The reality is that most dentists are committed to being truly excellent clinicians. You are dedicated to your patients and to providing what is best for them. But you don’t come out of dental school with management degrees or human resources experience. Most of you have never even considered writing a business plan for your practices. You are not experts at guiding your scheduling coordinator in developing the best systems to create the most effective and profitable schedule for your practice. You see conflict on the team and want to run in the opposite direction. You want to pay your staff a fair salary but overhead is a nightmare. And as committed as you are to providing the best for your patients, you cannot do so effectively if your own systems are struggling, if your teams are dysfunctional little fiefdoms, or if you are stressed out from the worry of paying bills and dealing with staff problems.
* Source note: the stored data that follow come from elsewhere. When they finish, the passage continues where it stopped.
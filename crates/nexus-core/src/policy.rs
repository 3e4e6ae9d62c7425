use chrono::{DateTime, Timelike, Utc};
use serde::{Deserialize, Serialize};

/// Matches any provider or any context type in a permission rule.
pub const WILDCARD: &str = "*";

/// A single access rule: may `consumer` read `context_type` from `provider`?
#[derive(Debug, Clone, PartialEq, Serialize, Deserialize)]
pub struct PermissionRule {
    pub id: String,
    pub consumer: String,
    /// Provider id or `*`.
    #[serde(default = "wildcard")]
    pub provider: String,
    /// Context type or `*`.
    #[serde(default = "wildcard")]
    pub context_type: String,
    pub allowed: bool,
    #[serde(default, skip_serializing_if = "Option::is_none")]
    pub conditions: Option<RuleConditions>,
}

fn wildcard() -> String {
    WILDCARD.to_string()
}

impl PermissionRule {
    pub fn allow(
        id: impl Into<String>,
        consumer: impl Into<String>,
        provider: impl Into<String>,
        context_type: impl Into<String>,
    ) -> Self {
        Self {
            id: id.into(),
            consumer: consumer.into(),
            provider: provider.into(),
            context_type: context_type.into(),
            allowed: true,
            conditions: None,
        }
    }

    pub fn deny(
        id: impl Into<String>,
        consumer: impl Into<String>,
        provider: impl Into<String>,
        context_type: impl Into<String>,
    ) -> Self {
        Self {
            allowed: false,
            ..Self::allow(id, consumer, provider, context_type)
        }
    }

    pub fn with_rate_limit(mut self, max_requests: u32, window_secs: u64) -> Self {
        self.conditions
            .get_or_insert_with(RuleConditions::default)
            .rate_limit = Some(RateLimit {
            max_requests,
            window_secs,
        });
        self
    }

    /// Whether the rule applies to the triple, ignoring conditions.
    pub fn matches(&self, consumer: &str, provider: &str, context_type: &str) -> bool {
        self.consumer == consumer
            && (self.provider == WILDCARD || self.provider == provider)
            && (self.context_type == WILDCARD || self.context_type == context_type)
    }

    /// Higher is more specific. A named provider outranks a named context
    /// type, which outranks a full wildcard.
    pub fn specificity(&self) -> u8 {
        let provider = if self.provider == WILDCARD { 0 } else { 2 };
        let context_type = if self.context_type == WILDCARD { 0 } else { 1 };
        provider + context_type
    }

    pub fn rate_limit(&self) -> Option<&RateLimit> {
        self.conditions.as_ref().and_then(|c| c.rate_limit.as_ref())
    }

    /// Whether time-based conditions let the rule apply at `now`.
    pub fn is_active_at(&self, now: DateTime<Utc>) -> bool {
        self.conditions
            .as_ref()
            .is_none_or(|c| c.is_active_at(now))
    }

    pub fn validate(&self) -> crate::Result<()> {
        let invalid = |reason: String| crate::NexusError::ConfigValidation {
            field: format!("permissions.rules.{}", self.id),
            reason,
        };
        if self.id.trim().is_empty() {
            return Err(crate::NexusError::ConfigValidation {
                field: "permissions.rules".into(),
                reason: "rule id is empty".into(),
            });
        }
        if self.consumer.trim().is_empty() || self.consumer == WILDCARD {
            return Err(invalid("consumer must name a single consumer".into()));
        }
        if self.provider.trim().is_empty() || self.context_type.trim().is_empty() {
            return Err(invalid("provider and context_type must be set or '*'".into()));
        }
        if let Some(c) = &self.conditions {
            if let Some(rl) = &c.rate_limit
                && (rl.max_requests == 0 || rl.window_secs == 0)
            {
                return Err(invalid("rate limit needs max_requests > 0 and window_secs > 0".into()));
            }
            if let Some(rl) = &c.rate_limit
                && rl.window_secs > crate::MAX_SPAN_SECS
            {
                return Err(invalid(format!(
                    "rate limit window {}s exceeds the {}s maximum",
                    rl.window_secs,
                    crate::MAX_SPAN_SECS
                )));
            }
            if let Some(h) = &c.active_hours_utc
                && (h.0 > 23 || h.1 > 24 || h.0 == h.1)
            {
                return Err(invalid(format!("active_hours_utc {:?} is not a valid window", h)));
            }
        }
        Ok(())
    }
}

/// Optional limits attached to a rule.
#[derive(Debug, Clone, Default, PartialEq, Serialize, Deserialize)]
#[serde(default)]
pub struct RuleConditions {
    pub rate_limit: Option<RateLimit>,
    /// `[start, end)` hour window in UTC. Wraps past midnight when start > end.
    pub active_hours_utc: Option<(u8, u8)>,
    pub expires_at: Option<DateTime<Utc>>,
}

impl RuleConditions {
    pub fn is_active_at(&self, now: DateTime<Utc>) -> bool {
        if let Some(exp) = self.expires_at
            && now >= exp
        {
            return false;
        }
        if let Some((start, end)) = self.active_hours_utc {
            let hour = now.hour() as u8;
            let inside = if start < end {
                hour >= start && hour < end
            } else {
                hour >= start || hour < end
            };
            if !inside {
                return false;
            }
        }
        true
    }
}

/// At most `max_requests` checks per sliding `window_secs`.
#[derive(Debug, Clone, Copy, PartialEq, Eq, Serialize, Deserialize)]
pub struct RateLimit {
    pub max_requests: u32,
    pub window_secs: u64,
}

/// Per-consumer adjustment applied by the safety validator.
#[derive(Debug, Clone, Default, PartialEq, Serialize, Deserialize)]
#[serde(default)]
pub struct PolicyOverride {
    /// Added to the computed risk before thresholds apply. Clamped to [-0.5, 0.5].
    pub risk_adjustment: f64,
    /// Never auto-approve this consumer's actions.
    pub force_approval: bool,
    /// Block every action from this consumer.
    pub block_all: bool,
    #[serde(default, skip_serializing_if = "Option::is_none")]
    pub note: Option<String>,
}

#[cfg(test)]
mod tests {
    use super::*;
    use chrono::TimeZone;

    #[test]
    fn specificity_orders_provider_over_type() {
        let both = PermissionRule::allow("a", "ui", "fs", "filesystem");
        let provider = PermissionRule::allow("b", "ui", "fs", WILDCARD);
        let kind = PermissionRule::allow("c", "ui", WILDCARD, "filesystem");
        let any = PermissionRule::allow("d", "ui", WILDCARD, WILDCARD);
        assert!(both.specificity() > provider.specificity());
        assert!(provider.specificity() > kind.specificity());
        assert!(kind.specificity() > any.specificity());
    }

    #[test]
    fn hour_window_wraps_midnight() {
        let c = RuleConditions {
            active_hours_utc: Some((22, 6)),
            ..Default::default()
        };
        let late = Utc.with_ymd_and_hms(2026, 1, 1, 23, 0, 0).unwrap();
        let noon = Utc.with_ymd_and_hms(2026, 1, 1, 12, 0, 0).unwrap();
        assert!(c.is_active_at(late));
        assert!(!c.is_active_at(noon));
    }

    #[test]
    fn zero_rate_limit_is_rejected() {
        let rule = PermissionRule::allow("r", "ui", "fs", "filesystem").with_rate_limit(0, 60);
        assert!(rule.validate().is_err());
    }

    #[test]
    fn oversized_rate_window_is_rejected() {
        let rule =
            PermissionRule::allow("r", "ui", "fs", "filesystem").with_rate_limit(1, u64::MAX / 2);
        assert!(matches!(
            rule.validate(),
            Err(crate::NexusError::ConfigValidation { .. })
        ));
        let rule = PermissionRule::allow("r", "ui", "fs", "filesystem")
            .with_rate_limit(1, crate::MAX_SPAN_SECS);
        assert!(rule.validate().is_ok());
    }

    #[test]
    fn wildcard_consumer_is_rejected() {
        let rule = PermissionRule::allow("r", WILDCARD, "fs", "filesystem");
        assert!(rule.validate().is_err());
    }
}
use dashmap::DashMap;
use nexus_core::{NexusError, Result};
use std::sync::Arc;
use std::time::Duration;
use tokio::sync::{Mutex, OwnedMutexGuard};
use tracing::debug;

/// Advisory per-target locks. Held from execution through completion or
/// rollback so two actions never interleave on the same resource.
#[derive(Default)]
pub struct ResourceLocks {
    locks: DashMap<String, Arc<Mutex<()>>>,
}

impl ResourceLocks {
    pub fn new() -> Self {
        Self::default()
    }

    /// Wait up to `timeout` for `target`. Fails with `ResourceBusy`.
    pub async fn acquire(&self, target: &str, timeout: Duration) -> Result<OwnedMutexGuard<()>> {
        let lock = self
            .locks
            .entry(target.to_string())
            .or_insert_with(|| Arc::new(Mutex::new(())))
            .clone();
        match tokio::time::timeout(timeout, lock.lock_owned()).await {
            Ok(guard) => Ok(guard),
            Err(_) => {
                debug!(target, timeout_ms = timeout.as_millis() as u64, "resource lock timed out");
                Err(NexusError::ResourceBusy(target.to_string()))
            }
        }
    }

    pub fn is_locked(&self, target: &str) -> bool {
        self.locks
            .get(target)
            .is_some_and(|l| l.try_lock().is_err())
    }

    /// Drop lock entries nobody holds or waits on.
    pub fn cleanup(&self) -> usize {
        let before = self.locks.len();
        self.locks.retain(|_, l| Arc::strong_count(l) > 1);
        before - self.locks.len()
    }

    pub fn len(&self) -> usize {
        self.locks.len()
    }

    pub fn is_empty(&self) -> bool {
        self.locks.is_empty()
    }
}

#[cfg(test)]
mod tests {
    use super::*;

    #[tokio::test]
    async fn second_holder_times_out() {
        let locks = ResourceLocks::new();
        let guard = locks.acquire("svc:web", Duration::from_millis(50)).await.unwrap();
        assert!(locks.is_locked("svc:web"));
        let err = locks
            .acquire("svc:web", Duration::from_millis(20))
            .await
            .unwrap_err();
        assert!(matches!(err, NexusError::ResourceBusy(t) if t == "svc:web"));
        // Other targets are independent.
        let _other = locks.acquire("svc:db", Duration::from_millis(20)).await.unwrap();
        drop(guard);
        assert!(!locks.is_locked("svc:web"));
        assert!(locks.acquire("svc:web", Duration::from_millis(20)).await.is_ok());
    }

    #[tokio::test]
    async fn cleanup_keeps_held_locks() {
        let locks = ResourceLocks::new();
        let held = locks.acquire("a", Duration::from_millis(10)).await.unwrap();
        drop(locks.acquire("b", Duration::from_millis(10)).await.unwrap());
        assert_eq!(locks.cleanup(), 1);
        assert_eq!(locks.len(), 1);
        drop(held);
        assert_eq!(locks.cleanup(), 1);
        assert!(locks.is_empty());
    }
}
Consider your practice. Aside from simply feeling things should be better, there are a number of tangible indicators that your office could benefit from by bringing in a consultant such as: you have holes in the schedule that go unfilled, yet patients must wait more than three weeks to get an appointment. You either don’t know what your patient retention is or it’s below 95%. Gross salaries are more than 20% of income. Overhead is more than 55% of practice income. There are no performance measurements in place to evaluate employees. Job descriptions are either non-existent or unclear. Staff conflict is a common distraction. Practice production has leveled off or declined. The list goes on, and the bottom line is you really don’t like going to work. I dare say, doctor, it’s time to hire a management consultant.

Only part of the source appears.